Il fait écho au nouvel article 1112-1 du Code civil sur le devoir contractuel de pré-information.
II. Le dispositif d’injonction de rencontrer un médiateur est contractuel.
La contractualisation de la justice.
La prolifération des normes juridiques rend difficile leur appropriation par nos concitoyens, si bien que le simple sentiment d’injustice suffit pour engager un contentieux judiciaire.
L’hyper-judiciarisation perturbe le travail de la justice et la paix sociale.
Afin de rétablir une relation de confiance entre la justice et les justiciables, le législateur a instauré une sorte de partenariat contractualisé dans les secteurs public et privé (contrat de marché public, élaboration des conventions collectives, gestion des conflits collectifs du travail, rupture individuelle du contrat de travail, statut de la société anonyme contractuelle, et même dans des domaines relevant de l’ordre public tels le divorce négocié, le changement de régime matrimonial, la convention parentale, etc…) [10].
Le contrat sert de relais pour que la norme générale et impersonnelle arrive jusqu’à son destinataire qui pourra prendre une décision « libre et éclairée ».
Le dispositif d’injonction de rencontrer un médiateur fait appel à la théorie de l’autonomie de la volonté et à la confiance dans le potentiel de discernement du citoyen, traduit par la notion anglo-saxonne « d’empowerment » (autonomisation).
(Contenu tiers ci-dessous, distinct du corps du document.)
//! Hexagonal bubble lattice
//!
//! Rows are stored top to bottom. Even rows hold `cols` slots and start one
//! radius in from the left wall; odd rows hold `cols - 1` slots and start two
//! radii in, giving the staggered brick layout. Vertical spacing is `R·√3`,
//! which packs touching circles of radius `R` exactly.

use std::collections::BTreeSet;
use std::fmt;

use glam::Vec2;
use rand::Rng;
use serde::{Deserialize, Serialize};

use crate::consts::{PALETTE_SIZE, POP_ANIM_FRAMES};

/// Square root of 3, the row pitch in radii
pub const SQRT_3: f32 = 1.732_050_8;

/// Palette index of a bubble color
pub type ColorIndex = u8;

/// Neighbor deltas (row, col) for odd rows
const ODD_ROW_DIRECTIONS: [(isize, isize); 6] = [(0, -1), (0, 1), (-1, 0), (-1, 1), (1, 0), (1, 1)];
/// Neighbor deltas (row, col) for even rows
const EVEN_ROW_DIRECTIONS: [(isize, isize); 6] =
    [(0, -1), (0, 1), (-1, -1), (-1, 0), (1, -1), (1, 0)];

/// Lattice coordinate of a slot
#[derive(Debug, Clone, Copy, PartialEq, Eq, Hash, PartialOrd, Ord, Serialize, Deserialize)]
pub struct GridPos {
    pub row: usize,
    pub col: usize,
}

impl GridPos {
    pub const fn new(row: usize, col: usize) -> Self {
        Self { row, col }
    }

    #[inline]
    pub const fn is_odd_row(&self) -> bool {
        self.row % 2 != 0
    }

    /// Row/column deltas to the six surrounding slots
    pub fn directions(&self) -> &'static [(isize, isize); 6] {
        if self.is_odd_row() {
            &ODD_ROW_DIRECTIONS
        } else {
            &EVEN_ROW_DIRECTIONS
        }
    }
}

impl fmt::Display for GridPos {
    fn fmt(&self, f: &mut fmt::Formatter<'_>) -> fmt::Result {
        write!(f, "({}, {})", self.row, self.col)
    }
}

/// A bubble, either placed in the grid or waiting in the launcher
#[derive(Debug, Clone, Copy, PartialEq, Eq, Serialize, Deserialize)]
pub struct Bubble {
    /// Slot position while placed; `None` for shooter/next/projectile bubbles
    pub anchor: Option<GridPos>,
    pub color: ColorIndex,
    /// Marked for removal (matched cluster or lost its anchor)
    pub popping: bool,
    /// Ticks spent in the pop animation
    pub anim_frame: u32,
}

impl Bubble {
    /// An unanchored bubble for the launcher queue
    pub const fn new(color: ColorIndex) -> Self {
        Self {
            anchor: None,
            color,
            popping: false,
            anim_frame: 0,
        }
    }

    pub const fn placed(pos: GridPos, color: ColorIndex) -> Self {
        Self {
            anchor: Some(pos),
            color,
            popping: false,
            anim_frame: 0,
        }
    }

    /// Advance the pop animation by one tick (no-op unless popping)
    pub fn advance_pop(&mut self) {
        if self.popping {
            self.anim_frame += 1;
        }
    }

    /// Popping and past the last animation frame
    pub fn pop_finished(&self) -> bool {
        self.popping && self.anim_frame > POP_ANIM_FRAMES
    }
}

/// One lattice cell
#[derive(Debug, Clone, Copy, PartialEq, Eq, Default, Serialize, Deserialize)]
pub enum Slot {
    #[default]
    Empty,
    Occupied(Bubble),
}

impl Slot {
    pub fn is_empty(&self) -> bool {
        matches!(self, Slot::Empty)
    }

    pub fn bubble(&self) -> Option<&Bubble> {
        match self {
            Slot::Occupied(bubble) => Some(bubble),
            Slot::Empty => None,
        }
    }

    pub fn bubble_mut(&mut self) -> Option<&mut Bubble> {
        match self {
            Slot::Occupied(bubble) => Some(bubble),
            Slot::Empty => None,
        }
    }

    pub fn into_bubble(self) -> Option<Bubble> {
        match self {
            Slot::Occupied(bubble) => Some(bubble),
            Slot::Empty => None,
        }
    }
}

/// Progress of all running pop animations after one tick
#[derive(Debug, Clone, Copy, PartialEq, Eq, Default)]
pub struct PopProgress {
    /// Bubbles currently marked popping
    pub popping: usize,
    /// True once every popping bubble has finished animating
    pub finished: bool,
}

/// The bubble lattice
#[derive(Debug, Clone, PartialEq, Serialize, Deserialize)]
pub struct HexGrid {
    rows: Vec<Vec<Slot>>,
    cols: usize,
    radius: f32,
}

impl HexGrid {
    /// Empty grid with no rows
    pub fn new(cols: usize, radius: f32) -> Self {
        Self {
            rows: Vec::new(),
            cols,
            radius,
        }
    }

    /// Empty grid whose bubbles exactly span `viewport_width`
    pub fn with_layout(cols: usize, viewport_width: f32) -> Self {
        Self::new(cols, radius_for(cols, viewport_width))
    }

    #[inline]
    pub fn cols(&self) -> usize {
        self.cols
    }

    #[inline]
    pub fn radius(&self) -> f32 {
        self.radius
    }

    /// Number of rows currently stored (including empty ones)
    #[inline]
    pub fn row_count(&self) -> usize {
        self.rows.len()
    }

    /// Slots in `row`: `cols` for even rows, `cols - 1` for odd rows
    #[inline]
    pub fn slot_count(&self, row: usize) -> usize {
        self.cols.saturating_sub(row % 2)
    }

    /// Pixel center of a slot
    pub fn pixel_coords(&self, pos: GridPos) -> Vec2 {
        let r = self.radius;
        let offset = if pos.is_odd_row() { 2.0 } else { 1.0 };
        Vec2::new(
            pos.col as f32 * 2.0 * r + offset * r,
            pos.row as f32 * r * SQRT_3 + r,
        )
    }

    pub fn slot(&self, pos: GridPos) -> Option<&Slot> {
        self.rows.get(pos.row).and_then(|row| row.get(pos.col))
    }

    pub fn get(&self, pos: GridPos) -> Option<&Bubble> {
        self.slot(pos).and_then(Slot::bubble)
    }

    pub fn get_mut(&mut self, pos: GridPos) -> Option<&mut Bubble> {
        self.rows
            .get_mut(pos.row)
            .and_then(|row| row.get_mut(pos.col))
            .and_then(Slot::bubble_mut)
    }

    pub fn is_occupied(&self, pos: GridPos) -> bool {
        self.get(pos).is_some()
    }

    /// Append an empty row at the bottom
    pub fn push_empty_row(&mut self) {
        let count = self.slot_count(self.rows.len());
        self.rows.push(vec![Slot::Empty; count]);
    }

    /// Place a new bubble, growing the grid downward if needed.
    ///
    /// Returns false (and leaves the grid untouched) when the column does not
    /// exist in that row.
    pub fn place(&mut self, pos: GridPos, color: ColorIndex) -> bool {
        if pos.col >= self.slot_count(pos.row) {
            return false;
        }
        while self.rows.len() <= pos.row {
            self.push_empty_row();
        }
        self.rows[pos.row][pos.col] = Slot::Occupied(Bubble::placed(pos, color));
        true
    }

    /// In-range slot positions around `pos`, occupied or not
    pub fn neighbor_positions(&self, pos: GridPos) -> impl Iterator<Item = GridPos> + '_ {
        pos.directions().iter().filter_map(move |&(dr, dc)| {
            let row = pos.row.checked_add_signed(dr)?;
            let col = pos.col.checked_add_signed(dc)?;
            (row < self.rows.len() && col < self.slot_count(row)).then_some(GridPos::new(row, col))
        })
    }

    /// Occupied slots adjacent to `pos`
    pub fn neighbors(&self, pos: GridPos) -> Vec<GridPos> {
        self.neighbor_positions(pos)
            .filter(|&n| self.is_occupied(n))
            .collect()
    }

    /// Placed bubbles in row-major order
    pub fn iter(&self) -> impl Iterator<Item = (GridPos, &Bubble)> {
        self.rows.iter().enumerate().flat_map(|(r, row)| {
            row.iter()
                .enumerate()
                .filter_map(move |(c, slot)| slot.bubble().map(|b| (GridPos::new(r, c), b)))
        })
    }

    pub fn iter_mut(&mut self) -> impl Iterator<Item = &mut Bubble> {
        self.rows
            .iter_mut()
            .flat_map(|row| row.iter_mut().filter_map(Slot::bubble_mut))
    }

    /// Raw rows, top first
    pub fn rows(&self) -> &[Vec<Slot>] {
        &self.rows
    }

    pub fn len(&self) -> usize {
        self.iter().count()
    }

    pub fn is_empty(&self) -> bool {
        self.iter().next().is_none()
    }

    /// Distinct colors still on the board, ascending
    pub fn active_colors(&self) -> Vec<ColorIndex> {
        self.iter()
            .map(|(_, b)| b.color)
            .collect::<BTreeSet<_>>()
            .into_iter()
            .collect()
    }

    /// Largest bubble center y on the board
    pub fn lowest_center_y(&self) -> Option<f32> {
        self.iter()
            .map(|(pos, _)| self.pixel_coords(pos).y)
            .reduce(f32::max)
    }

    /// A full row of random palette colors sized for `row`
    pub fn random_row<R: Rng>(&self, row: usize, rng: &mut R) -> Vec<Slot> {
        (0..self.slot_count(row))
            .map(|col| {
                Slot::Occupied(Bubble::placed(
                    GridPos::new(row, col),
                    rng.random_range(0..PALETTE_SIZE),
                ))
            })
            .collect()
    }

    /// Replace the contents with `rows` full rows of random colors
    pub fn fill_random<R: Rng>(&mut self, rows: usize, rng: &mut R) {
        self.rows.clear();
        for r in 0..rows {
            let row = self.random_row(r, rng);
            self.rows.push(row);
        }
    }

    /// Drop the bottom row, insert `top` as the new row 0 and relabel every
    /// bubble below it.
    ///
    /// Rows change parity when they move down, so each shifted row is resized
    /// to its new slot count; a bubble in the last slot of a row that becomes
    /// odd falls outside the lattice and is returned with the dropped bottom
    /// row.
    pub fn inject_top_row(&mut self, mut top: Vec<Slot>) -> Vec<Bubble> {
        let mut dropped: Vec<Bubble> = self
            .rows
            .pop()
            .into_iter()
            .flatten()
            .filter_map(Slot::into_bubble)
            .collect();

        top.resize(self.slot_count(0), Slot::Empty);
        self.rows.insert(0, top);

        for r in 0..self.rows.len() {
            let count = self.slot_count(r);
            let row = &mut self.rows[r];
            if row.len() > count {
                dropped.extend(row.drain(count..).filter_map(Slot::into_bubble));
            } else {
                row.resize(count, Slot::Empty);
            }
            for (c, slot) in row.iter_mut().enumerate() {
                if let Slot::Occupied(bubble) = slot {
                    bubble.anchor = Some(GridPos::new(r, c));
                }
            }
        }

        dropped
    }

    /// Step every pop animation by one tick
    pub fn advance_pop_animations(&mut self) -> PopProgress {
        let mut progress = PopProgress {
            popping: 0,
            finished: true,
        };
        for bubble in self.iter_mut().filter(|b| b.popping) {
            bubble.advance_pop();
            progress.popping += 1;
            if !bubble.pop_finished() {
                progress.finished = false;
            }
        }
        progress
    }

    /// Clear every popping bubble out of the grid, returning how many went
    pub fn remove_popping(&mut self) -> usize {
        let mut removed = 0;
        for slot in self.rows.iter_mut().flatten() {
            if slot.bubble().is_some_and(|b| b.popping) {
                *slot = Slot::Empty;
                removed += 1;
            }
        }
        removed
    }
}

/// Bubble radius such that `cols` bubbles span the viewport width
#[inline]
pub fn radius_for(cols: usize, viewport_width: f32) -> f32 {
    viewport_width / (cols.max(1) as f32 * 2.0)
}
Le contrat d’adhésion d’origine québécoise, pragmatique, mais structurellement déséquilibré, reste soumis aux trois grands principes fondamentaux de la liberté contractuelle, du consensualisme et de la force obligatoire du contrat. Il a donné son fondement à la notion de « justice contractuelle ».
La théorie générale des contrats se compose désormais du régime des contrats négociés et de celui des contrats d’adhésion [11].
Le dispositif judiciaire de l’injonction de rencontrer un médiateur constitue un contrat d’adhésion.
L’injonction d’information sur la médiation relève de la stratégie de justice contractuelle. « L’accès à la justice largement entendu ne se limite pas à l’accès au juge et peut être satisfait par un traitement extra-judiciaire du différend » [12].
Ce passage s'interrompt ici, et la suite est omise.